Written by: Christopher Llewellyn Reed | June 24th, 2021

Film poster: “LFG”

LFG (Andrea Nix Fine/Sean Fine, 2021) 4 out of 4 stars.

By way of introduction, let me start with an absolutely terrible, mismatched analogy to what happens in LFG, the new documentary from wife-and-husband duo Andrea Nix Fine and Sean Fine (Life According to Sam). Even the misogynists in the room can relate, since my example is about a man. True or not, I remember an anecdote from the 1980s about actor Michael Caine, who was purported to have said, when asked why he worked so often, and sometimes in films of questionable quality, something like the following: “Well, I have the same lifestyle tastes as fill in name of A-list star, but only get paid a fraction of what he does, so have to make that many more movies a year.” Ha, ha! Funny, right?

Now apply that same concept to the United States Women’s National Soccer Team (USWNT), who win many more games and tournaments than their male counterparts yet still receive less pay per match, and you’ll understand the premise of LFG, which follows these outstanding female players in their fight for equality. Got that, sexists out there? They are the Michael Caine in this equation (and so much beyond), and unlike him, they aren’t in this battle merely to improve an already enviable lifestyle, but to earn what they are owed.

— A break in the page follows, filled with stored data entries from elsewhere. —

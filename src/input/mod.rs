pub mod focus;
pub mod keymap;

pub use focus::{FocusRegistry, FocusTarget, ScreenLocalFocus, TopBarItem};
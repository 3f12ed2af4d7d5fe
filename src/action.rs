use std::path::PathBuf;

use crate::event::{CapturePing, DataEvent, NavKey};

/// Everything the event loop can ask the app to do. Input, background
/// loaders, and the config watcher all funnel into this one dispatch
/// alphabet.
#[derive(Debug, Clone)]
pub enum Action {
    Quit,
    Tick,

    /// A classified navigation key press.
    Nav(NavKey),
    /// A printable character while some text field is capturing.
    Char(char),
    Backspace,

    /// A page of items arrived from a background loader.
    Data(DataEvent),
    /// Focus watchdog fired for a screen.
    Ping(CapturePing),

    ConfigChanged(PathBuf),
}
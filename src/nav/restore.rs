//! Two-phase scroll and selection restoration.
//!
//! A screen coming back from a details view cannot restore immediately:
//! its item list reloads page by page, and committing a selection before
//! the target item exists would clamp it to whatever happens to be loaded.
//! Phase one captures what is needed from the [`PositionStore`]; phase two
//! polls as data arrives and commits exactly once.

use crate::nav::grid::GridSelection;
use crate::nav::position::PositionStore;
use crate::screens::ScreenKey;
use tracing::debug;

/// Result of starting restoration for a screen mount.
#[derive(Debug, Clone, PartialEq, Eq)]
pub enum RestoreStart {
    /// Nothing to restore: the screen starts fresh at the origin.
    Fresh,
    /// Restoration is pending until enough data has loaded.
    Pending(PendingRestore),
}

/// Captured restoration intent, polled as pages arrive.
#[derive(Debug, Clone, PartialEq, Eq)]
pub struct PendingRestore {
    pub key: ScreenKey,
    pub selection: GridSelection,
    pub scroll_index: usize,
    pub scroll_offset: i32,
    columns: usize,
}

/// Outcome of one poll.
#[derive(Debug, Clone, PartialEq, Eq)]
pub enum RestorePoll {
    /// Not enough items yet; keep loading.
    Wait,
    /// Restore scroll and selection exactly as saved.
    Commit {
        scroll_index: usize,
        scroll_offset: i32,
        selection: GridSelection,
    },
    /// The saved item no longer exists; land at the origin instead.
    Fallback,
}

/// Begin restoration for `key`. Only screens flagged as returning from a
/// details view with a saved selection restore; everything else is fresh.
pub fn begin(key: &ScreenKey, store: &PositionStore, columns: usize) -> RestoreStart {
    if !store.is_returning_from_details(key) {
        return RestoreStart::Fresh;
    }
    let Some(selection) = store.saved_selection(key) else {
        return RestoreStart::Fresh;
    };
    let (scroll_index, scroll_offset) = store.saved_position(key).unwrap_or((0, 0));
    debug!(key = %key, ?selection, scroll_index, "restoration pending");
    RestoreStart::Pending(PendingRestore {
        key: key.clone(),
        selection,
        scroll_index,
        scroll_offset,
        columns,
    })
}

impl PendingRestore {
    /// Number of items that must be loaded before the saved selection is
    /// addressable.
    pub fn needed(&self) -> usize {
        self.selection.linear_index(self.columns) + 1
    }

    /// Check loaded data against the saved selection. `complete` means the
    /// source has no more items to give; once set, a still-missing target
    /// falls back instead of waiting forever.
    pub fn poll(&self, available: usize, complete: bool) -> RestorePoll {
        if available >= self.needed() {
            RestorePoll::Commit {
                scroll_index: self.scroll_index,
                scroll_offset: self.scroll_offset,
                selection: self.selection,
            }
        } else if complete {
            debug!(key = %self.key, available, needed = self.needed(), "restore fallback");
            RestorePoll::Fallback
        } else {
            RestorePoll::Wait
        }
    }
}

#[cfg(test)]
mod tests {
    use super::*;
    use pretty_assertions::assert_eq;

    fn store_with_saved(selection: GridSelection, returning: bool) -> PositionStore {
        let mut store = PositionStore::new();
        let key = ScreenKey::browse_movies();
        store.save_selection(&key, selection);
        store.save_position(&key, 40, -6);
        if returning {
            store.mark_returning_from_details(&key);
        }
        store
    }

    #[test]
    fn test_fresh_when_not_returning() {
        let store = store_with_saved(GridSelection::new(5, 2), false);
        assert_eq!(begin(&ScreenKey::browse_movies(), &store, 4), RestoreStart::Fresh);
    }

    #[test]
    fn test_fresh_when_no_selection_saved() {
        let mut store = PositionStore::new();
        let key = ScreenKey::browse_movies();
        store.mark_returning_from_details(&key);
        assert_eq!(begin(&key, &store, 4), RestoreStart::Fresh);
    }

    #[test]
    fn test_waits_until_target_loaded_then_commits() {
        let store = store_with_saved(GridSelection::new(5, 2), true);
        let RestoreStart::Pending(pending) = begin(&ScreenKey::browse_movies(), &store, 4) else {
            panic!("expected pending restore");
        };
        // Selection at row 5 col 2 of a 4-column grid needs 23 items.
        assert_eq!(pending.needed(), 23);
        assert_eq!(pending.poll(20, false), RestorePoll::Wait);
        assert_eq!(
            pending.poll(24, false),
            RestorePoll::Commit {
                scroll_index: 40,
                scroll_offset: -6,
                selection: GridSelection::new(5, 2),
            }
        );
    }

    #[test]
    fn test_falls_back_when_source_exhausts_short() {
        let store = store_with_saved(GridSelection::new(5, 2), true);
        let RestoreStart::Pending(pending) = begin(&ScreenKey::browse_movies(), &store, 4) else {
            panic!("expected pending restore");
        };
        assert_eq!(pending.poll(20, true), RestorePoll::Fallback);
    }

    #[test]
    fn test_commit_wins_even_when_complete() {
        let store = store_with_saved(GridSelection::new(0, 1), true);
        let RestoreStart::Pending(pending) = begin(&ScreenKey::browse_movies(), &store, 4) else {
            panic!("expected pending restore");
        };
        assert!(matches!(pending.poll(2, true), RestorePoll::Commit { .. }));
    }
}
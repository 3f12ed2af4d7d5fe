// Rendering - draw() method and UI layout helpers

use std::time::Instant;

use ratatui::layout::{Alignment, Constraint, Direction, Layout, Rect};
use ratatui::style::Style;
use ratatui::text::{Line, Span};
use ratatui::widgets::{Block, Borders, Clear, Paragraph, Wrap};
use ratatui::Frame;

use super::{ActiveScreen, App, RequestEntry};
use crate::config::Theme;
use crate::error::{ReelError, Result};
use crate::input::{FocusTarget, ScreenLocalFocus, TopBarItem};
use crate::modal::arbiter::ModalMachine;
use crate::modal::linear_form::LinearForm;
use crate::modal::list_actions::ListActions;
use crate::modal::{ModalId, ModalLocalFocus};
use crate::screens::{BrowseScreen, PersonScreen};

/// Grid cell height in terminal rows, border included.
const CELL_HEIGHT: u16 = 3;

const TOP_BAR_TABS: [(TopBarItem, &str); 4] = [
    (TopBarItem::Search, "Search"),
    (TopBarItem::Movies, "Movies"),
    (TopBarItem::Series, "Series"),
    (TopBarItem::Settings, "Settings"),
];

impl App {
    pub(super) fn draw(&mut self) -> Result<()> {
        // Snapshot state before the draw closure borrows the terminal.
        let theme = self.config_manager.theme().clone();
        let focus = self.registry.get().clone();
        let active_tab = self.active_tab;
        let now = Instant::now();

        // Rows the grid can show this frame: full height minus the top bar,
        // the browse controls row, and the hint line.
        let term_size = self
            .terminal
            .size()
            .map_err(|e| ReelError::Terminal(e.to_string()))?;
        let grid_height = term_size.height.saturating_sub(7);
        self.grid_viewport_rows = ((grid_height / CELL_HEIGHT) as usize).max(1);

        let screen = &self.screen;
        let arbiter = &self.arbiter;
        let requests = &self.requests;
        let notifications = &self.notification_manager;

        self.terminal
            .draw(|frame| {
                let size = frame.area();
                let chunks = Layout::default()
                    .direction(Direction::Vertical)
                    .constraints([
                        Constraint::Length(3),
                        Constraint::Min(0),
                        Constraint::Length(1),
                    ])
                    .split(size);

                render_top_bar(frame, chunks[0], &focus, active_tab, &theme);

                match screen {
                    Some(ActiveScreen::Browse(browse)) => {
                        render_browse(frame, chunks[1], browse, &focus, &theme);
                    }
                    Some(ActiveScreen::Person(person)) => {
                        render_person(frame, chunks[1], person, &focus, &theme);
                    }
                    None => {}
                }

                render_hint_bar(frame, chunks[2], &focus, &theme);

                if let (Some(id), Some(machine)) = (arbiter.top_id(), arbiter.top_machine()) {
                    render_modal(frame, size, id, machine, requests, now, &theme);
                }

                notifications.render(frame, size, &theme);
            })
            .map_err(|e| ReelError::Terminal(e.to_string()))?;
        Ok(())
    }
}
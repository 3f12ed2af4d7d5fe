pub mod notification;

pub use notification::{Notification, NotificationLevel, NotificationManager};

Megan Rapinoe in LFG. Photo credit: Sean Fine ©HBO Max

The title comes from the phrase that each of our interview subjects – a vibrant cross-section of the team’s leading players – utters in opening close-ups: “Let’s f***ing go!” Yes, let’s. It is well past time for the team, which has now won 4 World Cup titles (to the men’s zero) to be recognized with at least equal pay. Instead, as the film depressingly reveals, the United States Soccer Federation (USSF) has no intention of offering such, despite clear evidence that the team deserves fair compensation (not to mention that it is illegal to pay women less for doing the same work as men). USSF claims that the women have actually earned more than the men in recent years, but that is only because they win more frequently (see Michael Caine, above).

So, on March 8, 2019 (International Women’s Day), all 28 members of the USWNT filed a gender-discrimination lawsuit against the USSF, and we hear from not only from them, but from their lawyers Cardelle Spangler and Jeffrey Kessler. No one from USSF appears in the movie, except in incidental footage, and no wonder. When you refuse to negotiate in good faith, better to hide. Instead, we spend copious delightful moments with women such as Jessica McDonald, Samantha Mewis, Kelley O’Hara, Christen Press, Megan Rapinoe and Becky Sauerbrunn. Badass players, they are also highly articulate spokespeople for why they should receive more compensation.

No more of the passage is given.